Low points are called __minima__ 

The highest point in the whole curve is called __global maxima__, whereas the rest of them are called __local maxima__. 

The lowest point in the whole curve is called __global minima__, whereas the rest of them are called __local minima__ 

### Finding Minima
We can use ___scipy.optimize.minimize()___ function to minimize the function

The ___minimize___ function takes the following arguments: 

- ___fun___ - a function representing an equation. 
- ___x0___ - an initial guess for the root. 
- ___method___ - name of the method to use. Legal values: 
    'CG',
    'BFGS',
    'Newton-CG',
    'L-BFGS-B',
    'TNC',
    'COBYLA',
    'SLSQP'
- ___callback___ - function called after each iteration of optimization.
- ___options___ - a dictionary defining extra params: 

Example - Minimize the function x^2 + x + 2 with BFGS: 


In [None]:
from scipy.optimize import minimize 

def eqn(x):
    return x**2 + x + 2 

mymin = minimize(eqn, 0, method='BFGS')

print(mymin)

# Python - Data Visualization

## Matplotlib

Matplotlib is a low level graph plotting library in python that serves as a visualization utility. 

### Pyplot
Most of the Matplotlib utilities lies under the ___pyplot___ submodule, and are usually imported under the ___plt___ alias.

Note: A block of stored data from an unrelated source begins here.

#[component]
fn FormularioHistoria(datos: RwSignal<Value>) -> impl IntoView {
    view! {
        <div class="space-y-6">
            <Seccion titulo="Motivo de consulta">
                <CampoArea datos=datos ruta="motivoConsulta" etiqueta="" />
            </Seccion>

            <Seccion titulo="Antecedentes quirúrgicos / internación">
                {ANTECEDENTES_QUIRURGICOS.map(|(clave, etiqueta)| view! {
                    <CampoCheck datos=datos ruta=format!("antecedentesQuirurgicos.{clave}") etiqueta=etiqueta />
                }).collect_view()}
                <CampoArea datos=datos ruta="antecedentesQuirurgicos.detalles" etiqueta="Detalles" />
            </Seccion>

            <Seccion titulo="Problemas médicos actuales o pasados">
                <div class="grid md:grid-cols-2 gap-3">
                    {PROBLEMAS_MEDICOS.map(|(clave, etiqueta)| view! {
                        <FilaSiDetalle datos=datos base=format!("problemasMedicos.{clave}") etiqueta=etiqueta />
                    }).collect_view()}
                </div>
            </Seccion>

            <Seccion titulo="Antecedentes familiares">
                <div class="grid md:grid-cols-2 gap-3">
                    <CampoSiNo datos=datos ruta="antecedentesFamiliares.padreVive" etiqueta="¿Vive su padre?" />
                    <CampoTexto datos=datos ruta="antecedentesFamiliares.padreCausaFallecimiento" etiqueta="Causa de fallecimiento (padre)" />
                    <CampoSiNo datos=datos ruta="antecedentesFamiliares.madreVive" etiqueta="¿Vive su madre?" />
                    <CampoTexto datos=datos ruta="antecedentesFamiliares.madreCausaFallecimiento" etiqueta="Causa de fallecimiento (madre)" />
                </div>
                <div class="flex items-center gap-6 flex-wrap mt-3">
                    {ANTECEDENTES_FAMILIARES.map(|(clave, etiqueta)| view! {
                        <CampoCheck datos=datos ruta=format!("antecedentesFamiliares.{clave}") etiqueta=etiqueta />
                    }).collect_view()}
                </div>
            </Seccion>

            <Seccion titulo="Consentimiento">
                <div class="flex items-center gap-6 flex-wrap">
                    <CampoCheck datos=datos ruta="consentimiento.firmado" etiqueta="Consentimiento firmado" />
                    <CampoTexto datos=datos ruta="consentimiento.fecha" etiqueta="Fecha" />
                </div>
            </Seccion>

            <Seccion titulo="Examen estomatológico">
                <div class="grid md:grid-cols-2 gap-3">
                    <CampoTexto datos=datos ruta="examenEstomatologico.labiosSuperior" etiqueta="Labios superior" />
                    <CampoTexto datos=datos ruta="examenEstomatologico.labiosInferior" etiqueta="Labios inferior" />
                    <CampoTexto datos=datos ruta="examenEstomatologico.mucosaLabialSuperior" etiqueta="Mucosa labial superior" />
                    <CampoTexto datos=datos ruta="examenEstomatologico.mucosaLabialInferior" etiqueta="Mucosa labial inferior" />
                </div>
            </Seccion>

            <Seccion titulo="Examen de la cavidad bucal">
                <div class="grid md:grid-cols-2 gap-3">
                    <CampoTexto datos=datos ruta="examenCavidadBucal.mucosaYugal" etiqueta="Mucosa yugal" />
                    <CampoTexto datos=datos ruta="examenCavidadBucal.paladarDuro" etiqueta="Paladar duro" />
                    <CampoTexto datos=datos ruta="examenCavidadBucal.paladarBlando" etiqueta="Paladar blando" />
                    <CampoTexto datos=datos ruta="examenCavidadBucal.dorsoLengua" etiqueta="Dorso de la lengua" />
                    <CampoTexto datos=datos ruta="examenCavidadBucal.bordesLengua" etiqueta="Bordes de la lengua" />
                    <CampoTexto datos=datos ruta="examenCavidadBucal.ventralLengua" etiqueta="Cara ventral de la lengua" />
                    <CampoTexto datos=datos ruta="examenCavidadBucal.pisoBoca" etiqueta="Piso de la boca" />
                    <CampoTexto datos=datos ruta="examenCavidadBucal.encias" etiqueta="Encías" />
                </div>
                <div class="grid md:grid-cols-2 gap-3 mt-3">
                    <CampoTexto datos=datos ruta="adenopatias" etiqueta="Adenopatías" />
                    <CampoSiNo datos=datos ruta="derivacion" etiqueta="¿Derivación?" />
                </div>
            </Seccion>

            <Seccion titulo="Radiografías">
                {RADIOGRAFIAS.map(|(clave, etiqueta)| view! {
                    <div class="flex items-center gap-4 flex-wrap">
                        <div class="w-44">
                            <CampoCheck datos=datos ruta=format!("radiografias.{clave}") etiqueta=etiqueta />
                        </div>
                        <CampoTexto datos=datos ruta=format!("radiografias.{clave}Fecha") etiqueta="Fecha" />
                    </div>
                }).collect_view()}
            </Seccion>

            <Seccion titulo="Factores etiológicos">
                <div class="grid md:grid-cols-2 gap-3">
                    {FACTORES_ETIOLOGICOS.map(|(clave, etiqueta)| view! {
                        <CampoCheck datos=datos ruta=format!("factoresEtiologicos.{clave}") etiqueta=etiqueta />
                    }).collect_view()}
                    <CampoTexto datos=datos ruta="factoresEtiologicos.otro" etiqueta="Otro" />
                </div>
                <div class="mt-3">
                    <CampoArea datos=datos ruta="estadoPeriodontal" etiqueta="Estado periodontal" />
                </div>
            </Seccion>

            <Seccion titulo="Antecedentes odontológicos">
                <div class="grid md:grid-cols-2 gap-3">
                    <CampoTexto datos=datos ruta="antecedentesOdontologicos.expectativas" etiqueta="Expectativas del tratamiento" />
                    <CampoTexto datos=datos ruta="antecedentesOdontologicos.ultimaConsulta" etiqueta="Última consulta" />
                    <CampoSiNo datos=datos ruta="antecedentesOdontologicos.terminoTratamiento" etiqueta="¿Terminó el tratamiento?" />
                    <CampoTexto datos=datos ruta="antecedentesOdontologicos.porQue" etiqueta="¿Por qué?" />
                </div>
                <div class="grid md:grid-cols-4 gap-3 mt-3">
                    <CampoTexto datos=datos ruta="antecedentesOdontologicos.cepilladoDesayuno" etiqueta="Cepillado desayuno" />
                    <CampoTexto datos=datos ruta="antecedentesOdontologicos.cepilladoAlmuerzo" etiqueta="Cepillado almuerzo" />
                    <CampoTexto datos=datos ruta="antecedentesOdontologicos.cepilladoMerienda" etiqueta="Cepillado merienda" />
                    <CampoTexto datos=datos ruta="antecedentesOdontologicos.cepilladoCena" etiqueta="Cepillado cena" />
                </div>
                <div class="grid md:grid-cols-2 gap-3 mt-3">
                    <CampoTexto datos=datos ruta="antecedentesOdontologicos.vecesPorDia" etiqueta="Veces por día" />
                    <CampoTexto datos=datos ruta="antecedentesOdontologicos.momentosAzucarPorDia" etiqueta="Momentos de azúcar por día" />
                    <CampoTexto datos=datos ruta="antecedentesOdontologicos.porQueApariencia" etiqueta="¿Por qué? (apariencia)" />
                </div>
                <div class="flex items-center gap-6 flex-wrap mt-3">
                    <CampoCheck datos=datos ruta="antecedentesOdontologicos.insatisfechoApariencia" etiqueta="¿Insatisfecho con apariencia de dientes?" />
                    <CampoCheck datos=datos ruta="antecedentesOdontologicos.tratamientoOrtodontico" etiqueta="¿Tratamiento ortodóntico?" />
                    <CampoCheck datos=datos ruta="antecedentesOdontologicos.respiradorBucal" etiqueta="Respirador bucal" />
                    <CampoCheck datos=datos ruta="antecedentesOdontologicos.bruxismo" etiqueta="Bruxismo" />
                </div>
            </Seccion>

            <Seccion titulo="Formulario preclínico">
                <div class="grid md:grid-cols-2 gap-3">
                    <CampoTexto datos=datos ruta="formularioPreclinico.medicoCabecera" etiqueta="Médico de cabecera" />
                    <CampoTexto datos=datos ruta="formularioPreclinico.urgenciaParentesco" etiqueta="Contacto de urgencia (parentesco)" />
                    <CampoTexto datos=datos ruta="formularioPreclinico.urgenciaTelefono" etiqueta="Contacto de urgencia (teléfono)" />
                    <CampoTexto datos=datos ruta="formularioPreclinico.alergias" etiqueta="Alergias" />
                    <CampoSiNo datos=datos ruta="formularioPreclinico.fuma" etiqueta="¿Fuma?" />
                    <CampoTexto datos=datos ruta="formularioPreclinico.cigarrillosPorDia" etiqueta="Cigarrillos por día" />
                    <CampoTexto datos=datos ruta="formularioPreclinico.tiempoFumando" etiqueta="Tiempo fumando" />
                    <CampoSiNo datos=datos ruta="formularioPreclinico.alcohol" etiqueta="¿Consume alcohol?" />
                    <CampoTexto datos=datos ruta="formularioPreclinico.vasosPorDia" etiqueta="Vasos por día" />
                    <CampoCheck datos=datos ruta="formularioPreclinico.tratamientoMedico" etiqueta="¿Tratamiento médico actual o pasado?" />
                    <CampoTexto datos=datos ruta="formularioPreclinico.tratamientoMotivo" etiqueta="Motivo del tratamiento" />
                    <CampoTexto datos=datos ruta="formularioPreclinico.medicamentos" etiqueta="Medicamentos" />
                </div>
            </Seccion>

            <Seccion titulo="Observaciones">
                <CampoArea datos=datos ruta="observaciones" etiqueta="" />
            </Seccion>
        </div>
    }
}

Example - Draw a line in a diagram from position (0,0) to position (6,250)

In [None]:
import matplotlib.pyplot as plt
import numpy as np 

x_points = np.array([0, 6])
y_points = np.array([0, 250])

plt.plot(x_points, y_points)
plt.show()

### Plotting
The ___plot()___ function is used to draw points in a diagram.

By default, the ___plot()___ function draws a line from point to point. 

The function takes parameters for specifying points in the diagram. 

Parameter 1 is an array containing the points on the x-axis.

Parameter 2 is an array containing the points on the y-axis.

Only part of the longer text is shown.